Patiënten met andere risicofactoren voor bloedingen Zoals bij andere antitrombotica, wordt Xarelto niet aanbevolen bij patiënten met een verhoogd risico op bloedingen, zoals bij: aangeboren en verworven bloedingsstoornissen ernstige arteriële hypertensie die niet onder controle is andere gastro-intestinale ziekten zonder actieve ulceratie die potentieel kunnen leiden tot bloedingscomplicaties (bijv. inflammatoire darmziekten, oesofagitis, gastritis en gastro-oesofageale refluxziekte) vasculaire retinopathie bronchiëctasie of een voorgeschiedenis van pulmonale bloeding ANDERE CONTRA-INDICATIES Vruchtbaarheid, zwangerschap en borstvoeding Xarelto is gecontra-indiceerd bij zwangerschap en borstvoeding. Vruchtbare vrouwen dienen zwangerschap te voorkomen tijdens de behandeling met rivaroxaban.
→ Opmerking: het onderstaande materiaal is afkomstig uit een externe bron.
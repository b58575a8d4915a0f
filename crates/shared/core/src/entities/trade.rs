use chrono::Duration;
use rust_decimal::Decimal;
use serde::{Deserialize, Serialize};

use super::Position;
use crate::values::{Price, Quantity, Symbol, Timestamp};

/// Why a position was closed
#[derive(Debug, Clone, Copy, PartialEq, Eq, Hash, Serialize, Deserialize)]
#[serde(rename_all = "snake_case")]
pub enum CloseReason {
    /// Strategy emitted a sell signal
    Signal,
    /// Price reached the protective stop
    StopLoss,
    /// Price reached the profit target
    TakeProfit,
    /// Backtest ended with the position still open
    EndOfRun,
    /// Closed by an emergency stop
    Forced,
}

/// Immutable record of a closed (or partially closed) position
#[derive(Debug, Clone, PartialEq, Eq, Serialize, Deserialize)]
pub struct TradeRecord {
    pub strategy_id: String,
    pub symbol: Symbol,
    pub shares: Quantity,
    pub entry_price: Price,
    pub exit_price: Price,
    pub entry_time: Timestamp,
    pub exit_time: Timestamp,
    /// Realized PnL: (exit - entry) * shares
    pub pnl: Decimal,
    /// Percentage return on the entry price
    pub return_pct: Decimal,
    pub close_reason: CloseReason,
}

impl TradeRecord {
    /// Build the record for closing `shares` of `position` at `exit_price`
    pub fn from_close(
        position: &Position,
        shares: Quantity,
        exit_price: Price,
        exit_time: Timestamp,
        close_reason: CloseReason,
    ) -> Self {
        let pnl = (exit_price - position.entry_price) * shares;
        let return_pct = if position.entry_price.is_zero() {
            Decimal::ZERO
        } else {
            (exit_price - position.entry_price) / position.entry_price * Decimal::ONE_HUNDRED
        };

        Self {
            strategy_id: position.strategy_id.clone(),
            symbol: position.symbol.clone(),
            shares,
            entry_price: position.entry_price,
            exit_price,
            entry_time: position.entry_time,
            exit_time,
            pnl,
            return_pct,
            close_reason,
        }
    }

    pub fn holding_duration(&self) -> Duration {
        self.exit_time - self.entry_time
    }

    pub fn days_held(&self) -> i64 {
        self.holding_duration().num_days()
    }

    pub fn is_win(&self) -> bool {
        self.pnl > Decimal::ZERO
    }
}
//! Z-score mean reversion
//!
//! Buys when the close sits far below its rolling mean (expects a move back
//! up), sells when it sits far above.

use serde::{Deserialize, Serialize};

use crate::error::{Result, SignalError};
use crate::features::FeatureSnapshot;
use crate::indicators::{mean, sample_std};
use crate::strategy::{Decision, Strategy};

#[derive(Debug, Clone, PartialEq, Serialize, Deserialize)]
#[serde(default)]
pub struct MeanReversionConfig {
    /// Window for mean and standard deviation
    pub lookback: usize,
    /// Entry threshold in standard deviations
    pub z_threshold: f64,
}

impl Default for MeanReversionConfig {
    fn default() -> Self {
        Self {
            lookback: 20,
            z_threshold: 2.0, // 2 sigma from the mean
        }
    }
}

#[derive(Debug, Clone)]
pub struct MeanReversion {
    config: MeanReversionConfig,
}

impl MeanReversion {
    pub fn new(config: MeanReversionConfig) -> Result<Self> {
        if config.lookback < 2 {
            return Err(SignalError::InvalidParameter(
                "mean reversion lookback must be at least 2".into(),
            ));
        }
        if config.z_threshold <= 0.0 {
            return Err(SignalError::InvalidParameter(format!(
                "z_threshold must be positive, got {}",
                config.z_threshold
            )));
        }
        Ok(Self { config })
    }

    /// Z-score of the last close against the lookback window
    fn z_score(&self, close: &[f64]) -> Option<f64> {
        if close.len() < self.config.lookback {
            return None;
        }
        let window = &close[close.len() - self.config.lookback..];
        let std = sample_std(window);
        if std == 0.0 {
            return None;
        }
        Some((window[window.len() - 1] - mean(window)) / std)
    }
}

impl Strategy for MeanReversion {
    fn name(&self) -> &str {
        "mean_reversion"
    }

    fn lookback(&self) -> usize {
        self.config.lookback
    }

    fn evaluate(&self, snapshot: &FeatureSnapshot) -> Result<Option<Decision>> {
        let Some(z) = self.z_score(snapshot.closes()) else {
            return Ok(None);
        };
        let threshold = self.config.z_threshold;
        let confidence = 0.6 + ((z.abs() - threshold) / 10.0).min(0.3);

        if z < -threshold {
            log::debug!("[MeanReversion] {} z={:.2} below -{}", snapshot.symbol(), z, threshold);
            return Ok(Some(Decision::buy(confidence, format!("z-score {z:.2} below -{threshold}"))));
        }
        if z > threshold {
            log::debug!("[MeanReversion] {} z={:.2} above {}", snapshot.symbol(), z, threshold);
            return Ok(Some(Decision::sell(confidence, format!("z-score {z:.2} above {threshold}"))));
        }
        Ok(None)
    }
}

#[cfg(test)]
mod tests {
    use super::*;
    use crate::features::test_support::snapshot;
    use meridian_core::SignalAction;

    fn strategy() -> MeanReversion {
        MeanReversion::new(MeanReversionConfig::default()).unwrap()
    }

    #[test]
    fn test_flat_series_holds() {
        // std = 0
        assert!(strategy().evaluate(&snapshot(&[50.0; 25])).unwrap().is_none());
    }

    #[test]
    fn test_drop_below_band_buys() {
        let mut closes: Vec<f64> = (0..20).map(|i| if i % 2 == 0 { 100.0 } else { 101.0 }).collect();
        closes[19] = 90.0;
        let decision = strategy().evaluate(&snapshot(&closes)).unwrap().unwrap();
        assert_eq!(decision.action, SignalAction::Buy);
        assert!(decision.confidence >= 0.6);
    }

    #[test]
    fn test_spike_above_band_sells() {
        let mut closes: Vec<f64> = (0..20).map(|i| if i % 2 == 0 { 100.0 } else { 101.0 }).collect();
        closes[19] = 110.0;
        let decision = strategy().evaluate(&snapshot(&closes)).unwrap().unwrap();
        assert_eq!(decision.action, SignalAction::Sell);
    }

    #[test]
    fn test_rejects_nonpositive_threshold() {
        let config = MeanReversionConfig {
            z_threshold: 0.0,
            ..Default::default()
        };
        assert!(MeanReversion::new(config).is_err());
    }
}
Xarelto is ook gecontra-indiceerd bij overgevoeligheid voor de werkzame stof of voor één van de hulpstoffen. OVERDOSIS Door de beperkte absorptie wordt een plafondeffect zonder verdere stijging van gemiddelde plasmablootstelling verwacht bij supratherapeutische doses van 50 mg Xarelto en meer. Gebruik van actieve kool om de absorptie te verminderen, kan in geval van overdosering worden overwogen. Als bij een patiënt die Xarelto krijgt een bloedingscomplicatie optreedt, moet de volgende toediening van Xarelto worden uitgesteld of moet de behandeling worden gestaakt, naar gelang passend wordt geacht. De gepersonaliseerde behandeling van bloedingen kan uit het volgende bestaan: Symptomatische behandeling, bijvoorbeeld mechanische compressie, chirurgische ingrepen, vervanging van lichaamsvloeistoffen Hemodynamische ondersteuning; transfusie van bloedproducten of bloedcomponenten Voor levensbedreigende bloedingen die niet onder controle kunnen worden gebracht met bovenstaande maatregelen, moet toediening van een specifiek procoagulans-reverterend middel worden overwogen, zoals protrombinecomplexconcentraat (PCC), geactiveerd protrombine-complexconcentraat (APCC) of recombinantfactor VIIa (rfviia). Men heeft momenteel echter zeer weinig klinische ervaring met het gebruik van deze producten bij personen die Xarelto krijgen. Vanwege de hoge binding aan plasma-eiwitten, wordt verwacht dat Xarelto niet dialyseerbaar is.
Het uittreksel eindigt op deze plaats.